- Coca-Cola confirmed a ransomware attack on its dairy subsidiary Fairlife, forcing the suspension of US manufacturing operations while sites in Canada remain unaffected
- Incident protocols were activated, with third-party experts and authorities involved; product quality and safety were not affected
- Analysts warn the economic impact could be significant given Fairlife’s importance, with losses increasing the longer production remains offline
Coca Cola was forced to shut down parts of its operations to tackle an ongoing ransomware infection.
In an 8-K form recently filed with the US Securities and Exchange Commission (SEC), the company said the attackers hit Fairlife, its dairy company.
“On July 16, 2026, The Coca-Cola Company announced that fairlife, a dairy company owned by the Company, identified unauthorized access by a third party to a portion of its systems, including its production-related systems, in connection with a ransomware incident,” the filing states.
Compound impact
Coca Cola then explained that it initiated its incident response and business continuity protocols, and brought in third-party cybersecurity experts to help investigate the attack and assess the damage. It also notified the relevant authorities.
However, production in the US has been affected as parts of the operation had to be suspended: “Product quality and safety have not been affected. However, as a result of the incident, production operations at fairlife in the US have been temporarily suspended. Fairlife’s production in Canada is not affected at this time,” explained Coca Cola.
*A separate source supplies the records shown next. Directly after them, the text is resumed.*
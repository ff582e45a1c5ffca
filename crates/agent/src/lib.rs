//! Chatbot intent resolution for the souq customer assistant.
//!
//! This crate turns a classified intent plus the raw chat message into a
//! plain-text reply by performing at most one backend REST call:
//! - **Backend seam** (`backend`) - `BackendApi` trait + reqwest implementation
//! - **Reply formatting** (`format`) - lenient JSON field rendering rules
//! - **Dispatch** (`resolver`) - per-intent handlers and failure mapping
//!
//! # Contract
//!
//! `IntentResolver::resolve` never returns an error to its caller. Backend
//! failures collapse into a fixed user-facing string, and intents outside the
//! known set produce the empty string so the caller can substitute a generic
//! answer. The resolver keeps no state between invocations.

pub mod backend;
pub mod format;
pub mod resolver;

pub use backend::{BackendApi, HttpBackend};
pub use resolver::{IntentResolver, CATEGORY_FAILURE_REPLY, GENERIC_FAILURE_REPLY};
It said it was now working to bring the systems back up and that it “has not yet determined whether the incident is reasonably likely to materially affect the business.”
In a statement shared with TechRadar Pro, cybersecurity researcher and Advanced Services Lead at Arcova, Joseph Perry, emphasized that the material impact is likely to be large. How awesome – depends on how fast Coca Cola moves.
“Fairlife is not a smaller business buried inside Coca-Cola’s portfolio. Coca-Cola generated nearly $48 billion in net revenue last year and paid a $6.1 billion contingent payment tied to their acquisition of Fairlife, which provides important context for the value of the now-dormant operation,” Perry explains.
“With production suspended across Fairlife’s U.S. facilities, every hour could exacerbate the financial impact through lost production, delayed shipments, recovery costs, inventory exposure and potential disruption to retailers. Coca-Cola has not yet quantified the loss, but the longer production remains offline, the sooner a cyber incident becomes a significant business event.”